BACKGROUND: Accurate and rapid diagnosis is essential for controlling pulmonary tuberculosis (PTB) by enabling timely intervention and reducing disease transmission. Existing diagnostic methods for PTB are limited by sensitivity, specificity, or practicality.

RESULTS: Here, we present a non-invasive blood transcriptome-based diagnostic model that integrates top-scoring pair with machine learning, identifying novel and robust transcriptomic biomarkers for diverse PTB patients.

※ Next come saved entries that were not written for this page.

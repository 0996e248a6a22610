//! Per-message decode pipeline
//!
//! ```text
//! payload ──► parse header ──► resolve schema ──► build codec ──► decode body ──► encode text
//!                                  │      ▲
//!                           miss   ▼      │ add + re-read
//!                               SchemaFetcher
//! ```
//!
//! A [`DecodePipeline`] holds no per-message state. Every partition worker
//! gets its own clone and all clones share one [`SchemaCache`], so each
//! schema id costs at most a handful of registry round-trips per process.
//! Concurrent misses for the same id are not coalesced: both callers fetch
//! and both register, and the cache keeps whichever definition landed last.

use crate::avro::AvroCodec;
use crate::cache::SchemaCache;
use crate::error::{DecodeError, DecodeResult};
use crate::registry::SchemaFetcher;
use crate::types::{DecodedMessage, RawMessage, SchemaDefinition, SchemaId};
use crate::wire;
use serde::{Deserialize, Serialize};
use std::sync::atomic::{AtomicU64, Ordering};
use std::sync::Arc;
use tracing::{debug, info, trace, warn};

/// Lock-free counters for the decode pipeline
#[derive(Debug, Default)]
pub struct PipelineMetrics {
    /// Messages handed to `decode`
    pub messages: AtomicU64,
    /// Messages decoded successfully
    pub decoded: AtomicU64,
    /// Messages that failed at any step
    pub failed: AtomicU64,
    pub cache_hits: AtomicU64,
    pub cache_misses: AtomicU64,
    /// Registry round-trips, successful or not
    pub registry_fetches: AtomicU64,
    pub registry_errors: AtomicU64,
}

impl PipelineMetrics {
    pub fn new() -> Self {
        Self::default()
    }

    /// Capture a point-in-time snapshot of all counters.
    #[inline]
    pub fn snapshot(&self) -> PipelineMetricsSnapshot {
        PipelineMetricsSnapshot {
            messages: self.messages.load(Ordering::Relaxed),
            decoded: self.decoded.load(Ordering::Relaxed),
            failed: self.failed.load(Ordering::Relaxed),
            cache_hits: self.cache_hits.load(Ordering::Relaxed),
            cache_misses: self.cache_misses.load(Ordering::Relaxed),
            registry_fetches: self.registry_fetches.load(Ordering::Relaxed),
            registry_errors: self.registry_errors.load(Ordering::Relaxed),
        }
    }
}

/// Point-in-time snapshot of [`PipelineMetrics`]
#[derive(Debug, Clone, Default, PartialEq, Eq, Serialize, Deserialize)]
pub struct PipelineMetricsSnapshot {
    pub messages: u64,
    pub decoded: u64,
    pub failed: u64,
    pub cache_hits: u64,
    pub cache_misses: u64,
    pub registry_fetches: u64,
    pub registry_errors: u64,
}

impl PipelineMetricsSnapshot {
    /// Fraction of schema lookups served from the cache
    #[inline]
    pub fn cache_hit_rate(&self) -> f64 {
        let lookups = self.cache_hits + self.cache_misses;
        if lookups == 0 {
            return 0.0;
        }
        self.cache_hits as f64 / lookups as f64
    }
}

/// Turns Confluent-framed Avro payloads into [`DecodedMessage`]s
#[derive(Clone)]
pub struct DecodePipeline {
    cache: Arc<SchemaCache>,
    fetcher: Arc<dyn SchemaFetcher>,
    metrics: Arc<PipelineMetrics>,
}

impl DecodePipeline {
    pub fn new(cache: Arc<SchemaCache>, fetcher: Arc<dyn SchemaFetcher>) -> Self {
        Self {
            cache,
            fetcher,
            metrics: Arc::new(PipelineMetrics::new()),
        }
    }

    /// Share an existing metrics instance, e.g. one owned by the consumer
    pub fn with_metrics(mut self, metrics: Arc<PipelineMetrics>) -> Self {
        self.metrics = metrics;
        self
    }

    pub fn cache(&self) -> &Arc<SchemaCache> {
        &self.cache
    }

    pub fn metrics(&self) -> &Arc<PipelineMetrics> {
        &self.metrics
    }

    /// Run one message through the pipeline.
    pub async fn decode(&self, msg: &RawMessage) -> DecodeResult<DecodedMessage> {
        self.metrics.messages.fetch_add(1, Ordering::Relaxed);

        let result = self.run(msg).await;
        match &result {
            Ok(decoded) => {
                self.metrics.decoded.fetch_add(1, Ordering::Relaxed);
                trace!(
                    topic = %msg.topic,
                    partition = msg.partition,
                    offset = msg.offset,
                    schema_id = %decoded.schema_id,
                    "Decoded message"
                );
            }
            Err(_) => {
                self.metrics.failed.fetch_add(1, Ordering::Relaxed);
            }
        }
        result
    }

    async fn run(&self, msg: &RawMessage) -> DecodeResult<DecodedMessage> {
        let (schema_id, body) = wire::parse_header(&msg.payload)?;
        let definition = self.resolve_schema(schema_id).await?;

        // Built per message; the cache holds schema text, not codecs.
        let codec = AvroCodec::new(&definition)
            .map_err(|source| DecodeError::CodecConstruction { schema_id, source })?;
        let value = codec
            .decode_binary(body)
            .map_err(|source| DecodeError::Decode { schema_id, source })?;
        let text = codec
            .encode_text(&value)
            .map_err(|source| DecodeError::Encode { schema_id, source })?;

        Ok(DecodedMessage {
            schema_id,
            topic: msg.topic.clone(),
            partition: msg.partition,
            offset: msg.offset,
            key: msg
                .key
                .as_deref()
                .map(|k| String::from_utf8_lossy(k).into_owned())
                .unwrap_or_default(),
            value: text,
        })
    }

    /// Cached definition for `schema_id`, fetching and registering it on a miss.
    ///
    /// After registering, the definition is read back from the cache so every
    /// worker decodes with the same text when two of them raced on the miss.
    pub async fn resolve_schema(&self, schema_id: SchemaId) -> DecodeResult<SchemaDefinition> {
        if let Some(definition) = self.cache.get(schema_id) {
            self.metrics.cache_hits.fetch_add(1, Ordering::Relaxed);
            return Ok(definition);
        }

        self.metrics.cache_misses.fetch_add(1, Ordering::Relaxed);
        info!(schema_id = %schema_id, "Schema not found in cache, fetching from registry");

        self.metrics.registry_fetches.fetch_add(1, Ordering::Relaxed);
        let fetched = match self.fetcher.fetch_schema(schema_id).await {
            Ok(definition) => definition,
            Err(source) => {
                self.metrics.registry_errors.fetch_add(1, Ordering::Relaxed);
                return Err(DecodeError::RegistryFetch { schema_id, source });
            }
        };

        self.cache.add(schema_id, fetched.clone());
        debug!(schema_id = %schema_id, "Registered schema in cache");

        match self.cache.get(schema_id) {
            Some(definition) => Ok(definition),
            None => {
                warn!(
                    schema_id = %schema_id,
                    "Schema evicted between registration and read-back, using fetched copy"
                );
                Ok(fetched)
            }
        }
    }
}

impl std::fmt::Debug for DecodePipeline {
    fn fmt(&self, f: &mut std::fmt::Formatter<'_>) -> std::fmt::Result {
        f.debug_struct("DecodePipeline")
            .field("cached_schemas", &self.cache.len())
            .field("metrics", &self.metrics.snapshot())
            .finish()
    }
}
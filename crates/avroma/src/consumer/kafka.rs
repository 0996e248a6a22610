//! Kafka transport built on rskafka
//!
//! Every partition of every configured topic becomes one
//! [`PartitionSource`]. rskafka has no consumer-group coordination, so all
//! partitions are read by this process and the start position comes from
//! `start_offset` rather than committed group offsets.

use super::{MessageStream, PartitionSource};
use crate::config::{KafkaConfig, StartOffset};
use crate::error::{ConsumerError, ConsumerResult};
use crate::types::RawMessage;
use bytes::Bytes;
use futures::StreamExt;
use rskafka::client::partition::{OffsetAt, PartitionClient, UnknownTopicHandling};
use rskafka::client::{Client, ClientBuilder};
use std::collections::BTreeSet;
use std::sync::Arc;
use std::time::Duration;
use tokio_util::sync::CancellationToken;
use tracing::{debug, info, warn};

/// Connected Kafka client plus the settings its partition streams use
pub struct KafkaTransport {
    client: Client,
    config: KafkaConfig,
}

impl KafkaTransport {
    /// Connect to the configured brokers, bounded by `connect_timeout_ms`
    pub async fn connect(config: &KafkaConfig) -> ConsumerResult<Self> {
        let builder = ClientBuilder::new(config.brokers.clone()).client_id(config.group.clone());

        let timeout_duration = Duration::from_millis(config.connect_timeout_ms);
        let client = tokio::time::timeout(timeout_duration, builder.build())
            .await
            .map_err(|_| {
                ConsumerError::Transport(format!(
                    "Connection timeout after {}ms to brokers: {:?}",
                    config.connect_timeout_ms, config.brokers
                ))
            })?
            .map_err(|e| ConsumerError::Transport(format!("Failed to connect to Kafka: {}", e)))?;

        info!(brokers = ?config.brokers, group = %config.group, "Connected to Kafka");
        Ok(Self {
            client,
            config: config.clone(),
        })
    }

    /// Partition ids of `topic` as reported by the cluster metadata
    pub async fn partitions(&self, topic: &str) -> ConsumerResult<BTreeSet<i32>> {
        let topics = self
            .client
            .list_topics()
            .await
            .map_err(|e| ConsumerError::Transport(format!("Failed to list topics: {}", e)))?;

        topics
            .into_iter()
            .find(|t| t.name == topic)
            .map(|t| t.partitions)
            .ok_or_else(|| ConsumerError::Config(format!("Topic '{}' does not exist", topic)))
    }

    /// One source per partition of every configured topic
    pub async fn partition_sources(
        &self,
        shutdown: CancellationToken,
    ) -> ConsumerResult<Vec<PartitionSource>> {
        let mut sources = Vec::new();

        for topic in &self.config.topics {
            let partitions = self.partitions(topic).await?;
            info!(topic = %topic, partitions = partitions.len(), "Discovered partitions");

            for partition in partitions {
                let partition_client = self
                    .client
                    .partition_client(topic.clone(), partition, UnknownTopicHandling::Error)
                    .await
                    .map_err(|e| {
                        ConsumerError::Transport(format!(
                            "Failed to get partition client for {}/{}: {}",
                            topic, partition, e
                        ))
                    })?;

                let stream = partition_stream(
                    Arc::new(partition_client),
                    topic.clone(),
                    partition,
                    self.config.clone(),
                    shutdown.clone(),
                );
                sources.push(PartitionSource::new(topic.clone(), partition, stream));
            }
        }

        Ok(sources)
    }
}

/// Poll one partition forever, with backoff on fetch errors
fn partition_stream(
    partition_client: Arc<PartitionClient>,
    topic: String,
    partition: i32,
    config: KafkaConfig,
    shutdown: CancellationToken,
) -> MessageStream {
    let stream = async_stream::stream! {
        let offset_at = match config.start_offset {
            StartOffset::Earliest => OffsetAt::Earliest,
            StartOffset::Latest => OffsetAt::Latest,
        };

        let mut current_offset = match partition_client.get_offset(offset_at).await {
            Ok(o) => o,
            Err(e) => {
                yield Err(ConsumerError::Transport(format!(
                    "Failed to get start offset for {}/{}: {}",
                    topic, partition, e
                )));
                return;
            }
        };
        let mut current_backoff_ms = config.retry_initial_ms;

        info!(topic = %topic, partition, offset = current_offset, "Partition starting");

        loop {
            if shutdown.is_cancelled() {
                break;
            }

            let records = match partition_client
                .fetch_records(
                    current_offset,
                    1..config.fetch_max_bytes,
                    config.fetch_max_wait_ms,
                )
                .await
            {
                Ok((records, _high_watermark)) => {
                    current_backoff_ms = config.retry_initial_ms;
                    records
                }
                Err(e) => {
                    warn!(
                        topic = %topic,
                        partition,
                        backoff_ms = current_backoff_ms,
                        error = %e,
                        "Failed to fetch records"
                    );
                    tokio::time::sleep(Duration::from_millis(current_backoff_ms)).await;
                    current_backoff_ms = ((current_backoff_ms as f64 * config.retry_multiplier)
                        as u64)
                        .min(config.retry_max_ms);
                    continue;
                }
            };

            if records.is_empty() {
                tokio::time::sleep(Duration::from_millis(config.empty_poll_delay_ms)).await;
                continue;
            }

            debug!(topic = %topic, partition, count = records.len(), "Fetched records");

            for record_and_offset in records {
                // Compressed batches can start before the requested offset
                if record_and_offset.offset < current_offset {
                    continue;
                }
                current_offset = record_and_offset.offset + 1;

                let record = record_and_offset.record;
                let payload = record.value.map(Bytes::from).unwrap_or_default();
                let mut msg = RawMessage::new(
                    topic.clone(),
                    partition,
                    record_and_offset.offset,
                    payload,
                );
                if let Some(key) = record.key {
                    msg = msg.with_key(key);
                }
                yield Ok(msg);
            }
        }
    };

    stream.boxed()
}
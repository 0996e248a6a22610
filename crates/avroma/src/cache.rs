//! Reference-counted schema cache shared by all partition workers
//!
//! One [`parking_lot::RwLock`] guards both the definition map and the
//! refcount map, so the two can never disagree about which ids are present.
//! Lookups take the shared lock and run in parallel; registration and
//! release take the exclusive lock. Registration is rare compared to
//! lookups (once per schema id per process, give or take a race), which is
//! what makes a single writer lock acceptable.
//!
//! # Example
//!
//! ```rust
//! use avroma::{SchemaCache, SchemaDefinition, SchemaId};
//!
//! let cache = SchemaCache::new();
//! let id = SchemaId::new(1);
//!
//! cache.add(id, SchemaDefinition::from(r#""string""#));
//! assert!(cache.get(id).is_some());
//!
//! cache.del(id);
//! assert!(cache.get(id).is_none());
//! ```

use crate::types::{SchemaDefinition, SchemaId};
use parking_lot::RwLock;
use std::collections::HashMap;
use std::fmt::Write as _;

#[derive(Debug, Default)]
struct Entries {
    definitions: HashMap<SchemaId, SchemaDefinition>,
    refcounts: HashMap<SchemaId, u32>,
}

/// Concurrency-safe map from schema id to schema definition with per-entry
/// reference counting
#[derive(Debug, Default)]
pub struct SchemaCache {
    inner: RwLock<Entries>,
}

impl SchemaCache {
    pub fn new() -> Self {
        Self::default()
    }

    /// Look up a cached definition
    pub fn get(&self, id: SchemaId) -> Option<SchemaDefinition> {
        self.inner.read().definitions.get(&id).cloned()
    }

    /// Store `definition` under `id` and take one reference on the entry.
    ///
    /// An existing definition is replaced, not merged; the refcount keeps
    /// counting from its current value.
    pub fn add(&self, id: SchemaId, definition: SchemaDefinition) {
        let mut entries = self.inner.write();
        entries.definitions.insert(id, definition);
        let count = entries.refcounts.entry(id).or_insert(0);
        *count = count.saturating_add(1);
    }

    /// Release one reference. The entry is removed once no references remain.
    /// Releasing an absent id does nothing.
    pub fn del(&self, id: SchemaId) {
        let mut entries = self.inner.write();
        let Some(count) = entries.refcounts.get_mut(&id) else {
            return;
        };
        *count = count.saturating_sub(1);
        if *count < 1 {
            entries.refcounts.remove(&id);
            entries.definitions.remove(&id);
        }
    }

    /// Remove the entry regardless of how many references it holds
    pub fn kill(&self, id: SchemaId) {
        let mut entries = self.inner.write();
        entries.definitions.remove(&id);
        entries.refcounts.remove(&id);
    }

    /// Current reference count, 0 when absent
    pub fn refcount(&self, id: SchemaId) -> u32 {
        self.inner.read().refcounts.get(&id).copied().unwrap_or(0)
    }

    pub fn contains(&self, id: SchemaId) -> bool {
        self.inner.read().definitions.contains_key(&id)
    }

    pub fn len(&self) -> usize {
        self.inner.read().definitions.len()
    }

    pub fn is_empty(&self) -> bool {
        self.inner.read().definitions.is_empty()
    }

    /// Diagnostic snapshot of both maps, keys in ascending order:
    /// `ValueMap: map[1:<schema> 2:<schema>] | CountMap: map[1:3 2:1]`
    pub fn dump(&self) -> String {
        let entries = self.inner.read();

        let mut ids: Vec<SchemaId> = entries.definitions.keys().copied().collect();
        ids.sort_unstable();
        let mut counted: Vec<SchemaId> = entries.refcounts.keys().copied().collect();
        counted.sort_unstable();

        let mut out = String::from("ValueMap: map[");
        for (i, id) in ids.iter().enumerate() {
            if i > 0 {
                out.push(' ');
            }
            let _ = write!(out, "{}:{}", id, entries.definitions[id]);
        }
        out.push_str("] | CountMap: map[");
        for (i, id) in counted.iter().enumerate() {
            if i > 0 {
                out.push(' ');
            }
            let _ = write!(out, "{}:{}", id, entries.refcounts[id]);
        }
        out.push(']');
        out
    }

    /// Both key sets agree. Holds after every public operation.
    #[cfg(test)]
    fn is_consistent(&self) -> bool {
        let entries = self.inner.read();
        entries.definitions.len() == entries.refcounts.len()
            && entries
                .definitions
                .keys()
                .all(|id| entries.refcounts.contains_key(id))
    }
}
//! # avroma
//!
//! Decode Avro messages read from Kafka in the Confluent wire format and hand
//! them to a callback as JSON text.
//!
//! ## Architecture
//!
//! ```text
//! ┌──────────────────────────────────────────────────────────────┐
//! │  Consumer                                                     │
//! │  ├── PartitionWorker (one tokio task per partition)           │
//! │  │     stream ──► DecodePipeline ──► MessageHandler           │
//! │  └── shared Arc<SchemaCache>                                  │
//! ├──────────────────────────────────────────────────────────────┤
//! │  DecodePipeline                                               │
//! │  ├── wire header   [0x00][schema id: u32 BE][avro body]       │
//! │  ├── SchemaCache   id → schema text, reference counted        │
//! │  ├── SchemaFetcher registry lookup on cache miss              │
//! │  └── AvroCodec     binary body → Avro JSON text               │
//! ├──────────────────────────────────────────────────────────────┤
//! │  Transport (feature `kafka`, rskafka)                         │
//! └──────────────────────────────────────────────────────────────┘
//! ```
//!
//! ## Quick Start
//!
//! ```rust,ignore
//! use avroma::{AvromaConfig, Consumer, DecodedMessage};
//! use std::sync::Arc;
//!
//! let config = AvromaConfig::new()
//!     .brokers(["localhost:9092"])
//!     .topics(["orders"])
//!     .group("order-audit")
//!     .schema_registry_url("http://localhost:8081");
//!
//! let consumer = Consumer::from_config(&config)?;
//! let handler = Arc::new(|msg: DecodedMessage| {
//!     println!("{} @ {}: {}", msg.topic, msg.offset, msg.value);
//!     Ok(())
//! });
//! consumer.run_kafka(&config.kafka, handler).await?;
//! ```
//!
//! ## Decoding without Kafka
//!
//! ```rust
//! use avroma::{wire, DecodePipeline, RawMessage, SchemaCache, SchemaId, StaticRegistry};
//! use std::sync::Arc;
//!
//! let registry = StaticRegistry::new().with_schema(SchemaId::new(1), r#""string""#);
//! let pipeline = DecodePipeline::new(Arc::new(SchemaCache::new()), Arc::new(registry));
//!
//! let frame = wire::frame(SchemaId::new(1), &[0x04, b'h', b'i']);
//! let msg = RawMessage::new("greetings", 0, 0, frame);
//!
//! let rt = tokio::runtime::Builder::new_current_thread().build().unwrap();
//! let decoded = rt.block_on(pipeline.decode(&msg)).unwrap();
//! assert_eq!(decoded.value, r#""hi""#);
//! ```

pub mod avro;
pub mod cache;
pub mod config;
pub mod consumer;
pub mod error;
pub mod pipeline;
pub mod registry;
pub mod types;
pub mod wire;

pub use avro::{AvroCodec, AvroError};
pub use cache::SchemaCache;
pub use config::{
    AvromaConfig, ConsumerConfig, KafkaConfig, RegistryConfig, RegistryFailurePolicy,
    RetryConfig, SensitiveString, StartOffset,
};
#[cfg(feature = "kafka")]
pub use consumer::kafka::KafkaTransport;
pub use consumer::{
    Consumer, FailureStage, MessageFailure, MessageHandler, MessageStream, PartitionSource,
    PartitionWorker, WorkerReport,
};
pub use error::{
    ConsumerError, ConsumerResult, DecodeError, DecodeResult, ErrorKind, RegistryError,
    RegistryResult,
};
pub use pipeline::{DecodePipeline, PipelineMetrics, PipelineMetricsSnapshot};
pub use registry::{ExternalRegistry, RetryingFetcher, SchemaFetcher, StaticRegistry};
pub use types::{DecodedMessage, RawMessage, SchemaDefinition, SchemaId};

Using 2,792 peripheral blood transcriptome samples, the proposed model (PTBD) effectively distinguishes PTB from healthy individuals, latent tuberculosis infection, pneumonia, lung cancer, and pulmonary nodules, reflecting its robustness against the complex and heterogeneous negative sample background typical of real-world clinical settings, and achieving AUCs of 0.869 in the test set and 0.909 in an independent external validation set. Its performance is consistent across different geographic regions, age groups, and special conditions, including Bacillus Calmette-Guérin vaccination, HIV infection, diabetes, and drug resistance, meeting WHO requirements for community-based triage, children, and PTB with HIV infection. Furthermore, PTBD also enables diagnosis of extrapulmonary tuberculosis and prediction of treatment outcomes, with feature scores serving as molecular biomarkers reflecting disease progression and prognosis.

CONCLUSIONS: This study provides a broadly applicable tool for early PTB diagnosis, facilitating timely intervention and potentially reducing global PTB burden. Moreover, PTBD uncovers novel transcriptomic biomarkers, represented by five diagnostic gene-pair expression patterns that embody the molecular hallmarks of PTB.